An injured survivor who escaped said there was barely any room outside to go to.
“I heard a loud noise and there was a lot of smoke. Everything was black and we thought we wouldn’t survive. Many workers took the stairs but soon the fire spread and we couldn’t go there,” the survivor told the Indian Express. “I saw a few workers jumping from the balcony and windows. We were clueless and had to save our lives. We tried going to the roof as well.”
Hailing from Uttar Pradesh and Bihar, employees reported that they work 10 hours a day and stay in the factory throughout the night.
In a video uploaded by The Tribune, large smoke plumes emerge from the second and third floor windows. Cranes are shown dousing the smoke with several fire tenders standing by.
This is just the latest factory fire burning the footwear industry.

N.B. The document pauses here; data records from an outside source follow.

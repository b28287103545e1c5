//! Migration: Create email_recipients table.

use sea_orm_migration::prelude::*;

#[derive(DeriveMigrationName)]
pub struct Migration;

#[async_trait::async_trait]
impl MigrationTrait for Migration {
    async fn up(&self, manager: &SchemaManager) -> Result<(), DbErr> {
        manager
            .get_connection()
            .execute_unprepared(
                r#"
                CREATE TABLE email_recipients (
                    id UUID PRIMARY KEY DEFAULT gen_random_uuid(),
                    email VARCHAR(255) NOT NULL,
                    role VARCHAR(50),
                    active BOOLEAN NOT NULL DEFAULT TRUE,
                    -- Subscribed report types, e.g. ["daily", "weekly"]
                    report_types JSONB NOT NULL DEFAULT '["daily"]'::jsonb,

                    created_at TIMESTAMPTZ NOT NULL DEFAULT NOW(),
                    updated_at TIMESTAMPTZ NOT NULL DEFAULT NOW()
                );

                CREATE UNIQUE INDEX idx_email_recipients_email ON email_recipients(email);

                CREATE INDEX idx_email_recipients_active ON email_recipients(active)
                    WHERE active = TRUE;
                "#,
            )
            .await?;

        Ok(())
    }

    async fn down(&self, manager: &SchemaManager) -> Result<(), DbErr> {
        manager
            .get_connection()
            .execute_unprepared("DROP TABLE IF EXISTS email_recipients CASCADE;")
            .await?;

        Ok(())
    }
}
//! HTTP middleware.

mod request_logger;

pub use request_logger::RequestLogger;
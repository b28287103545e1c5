//! Database operations for individual report activities.
//!
//! Authorization delegates to the parent report's ownership; the join is
//! resolved once per statement by fetching the parent row first.

use sea_orm::*;
use uuid::Uuid;

use crate::entity::daily_report::{self, Entity as Report};
use crate::entity::report_activity::{self, Entity as Activity};
use crate::error::AppResult;
use crate::models::activity::ActivityInput;
use crate::policy::{self, Actor, Operation, Scope};

/// Fetch the owning engineer of a report, if the report exists.
async fn report_owner(db: &DatabaseConnection, report_id: Uuid) -> AppResult<Option<Uuid>> {
    let report = Report::find_by_id(report_id).one(db).await?;
    Ok(report.map(|r| r.engineer_id))
}

/// List activities for a report, scoped by the parent report's read rules.
pub async fn list_by_report(
    db: &DatabaseConnection,
    actor: &Actor,
    report_id: Uuid,
) -> AppResult<Vec<report_activity::Model>> {
    let scope = policy::activities_scope(actor, Operation::Select);
    if scope.is_denied() {
        return Ok(Vec::new());
    }

    let mut select = Activity::find()
        .filter(report_activity::Column::ReportId.eq(report_id));

    if let Scope::Owned(own) = scope {
        // Scope via the parent report's engineer without a second round trip.
        select = select.filter(
            report_activity::Column::ReportId.in_subquery(
                Report::find()
                    .select_only()
                    .column(daily_report::Column::Id)
                    .filter(daily_report::Column::Id.eq(report_id))
                    .filter(daily_report::Column::EngineerId.eq(own))
                    .into_query(),
            ),
        );
    }

    Ok(select
        .order_by_asc(report_activity::Column::ActivityName)
        .all(db)
        .await?)
}

/// Update one activity row. Requires ownership of the parent report.
/// Returns None when the row is missing or out of scope.
pub async fn update_activity(
    db: &DatabaseConnection,
    actor: &Actor,
    activity_id: Uuid,
    input: ActivityInput,
) -> AppResult<Option<report_activity::Model>> {
    let scope = policy::activities_scope(actor, Operation::Update);
    if scope.is_denied() {
        return Ok(None);
    }

    let Some(existing) = Activity::find_by_id(activity_id).one(db).await? else {
        return Ok(None);
    };

    let Some(owner) = report_owner(db, existing.report_id).await? else {
        return Ok(None);
    };
    if !scope.permits_owner(owner) {
        return Ok(None);
    }

    let mut active: report_activity::ActiveModel = existing.into();
    active.activity_name = Set(input.activity_name);
    active.unit = Set(input.unit);
    active.target = Set(input.target);
    active.achieved = Set(input.achieved);
    active.cumulative = Set(input.cumulative);
    active.remarks = Set(input.remarks);

    Ok(Some(active.update(db).await?))
}

/// Delete one activity row. Requires ownership of the parent report.
/// Returns affected rows.
pub async fn delete_activity(
    db: &DatabaseConnection,
    actor: &Actor,
    activity_id: Uuid,
) -> AppResult<u64> {
    let scope = policy::activities_scope(actor, Operation::Delete);
    if scope.is_denied() {
        return Ok(0);
    }

    let Some(existing) = Activity::find_by_id(activity_id).one(db).await? else {
        return Ok(0);
    };

    let Some(owner) = report_owner(db, existing.report_id).await? else {
        return Ok(0);
    };
    if !scope.permits_owner(owner) {
        return Ok(0);
    }

    let result = Activity::delete_by_id(activity_id).exec(db).await?;
    Ok(result.rows_affected)
}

A footwear warehouse in the southwestern state of Kerala was destroyed on Oct. 13, with initial investigations suggesting an electrical short circuit caused the fire. In Vietnam, a fire at a facility belonging to the Nike supplier Changshin Vietnam required hundreds of firefighters to extinguish the blaze, but not before 120 employees had to evacuate. It was the manufacturer’s—which is the southern province’s biggest employer—second fire in four months.
A fire in a Brazilian factory owned by footwear maker Alpargatas devastated an entire section of machinery in February, though no casualties were reported. Two days later in Bangladesh, at least three people died and 40 were injured after a fire erupted at a shoe factory.
“These factory fires once again demonstrate the urgent need for the Accord, a legally binding agreement on safety, to be expanded across the garment industry,” Ineke Zeldenrust, international coordinator at the Clean Clothes Campaign, the garment sector’s largest coalition of trade unions and labor-advocacy groups, previously told Sourcing Journal. “Without a binding agreement that holds brands to account for safety violations in their supply chain, many more factory disasters will occur and lives will be lost. No one should have to risk their life simply by going to work.”
On the clothing side of the business, a recent study shows that industry safety in Bangladesh’s apparel sector is getting worse. According to the Centre for Policy Dialogue, the number of worker injuries in mainly medium and large ready-made garment factories rose by approximately 24 percent between 2019 and 2020.
But as safety declines, imports rise.
U.S. footwear imports increased 27.4 percent in the first six months of the year to 1.35 billion pairs, according to data from the Commerce Department’s Office of Textiles and Apparel (OTEXA). With the sector growing, the industry needs to prioritize employee safety to win business and attract investments away from top suppliers China and Vietnam, which combined, made up 74 percent U.S. market share in the first half of 2022, OTEXA reported. India’s footwear shipments to the U.S. increased 53.6 percent to 21.39 million pairs for the first six months of the year, OTEXA data shows.
”It would be a logical next step to ensure that footwear factories undergo the same transparent monitoring processes as Accord-covered garment and textile factories, and that there are real penalties if factories and brands do not comply,” Christie Miedema, campaign and outreach coordinator with the Clean Clothes Campaign, previously told Sourcing Journal. “Footwear brands must take this as a wake-up call and move to bring their factories under the Accord.”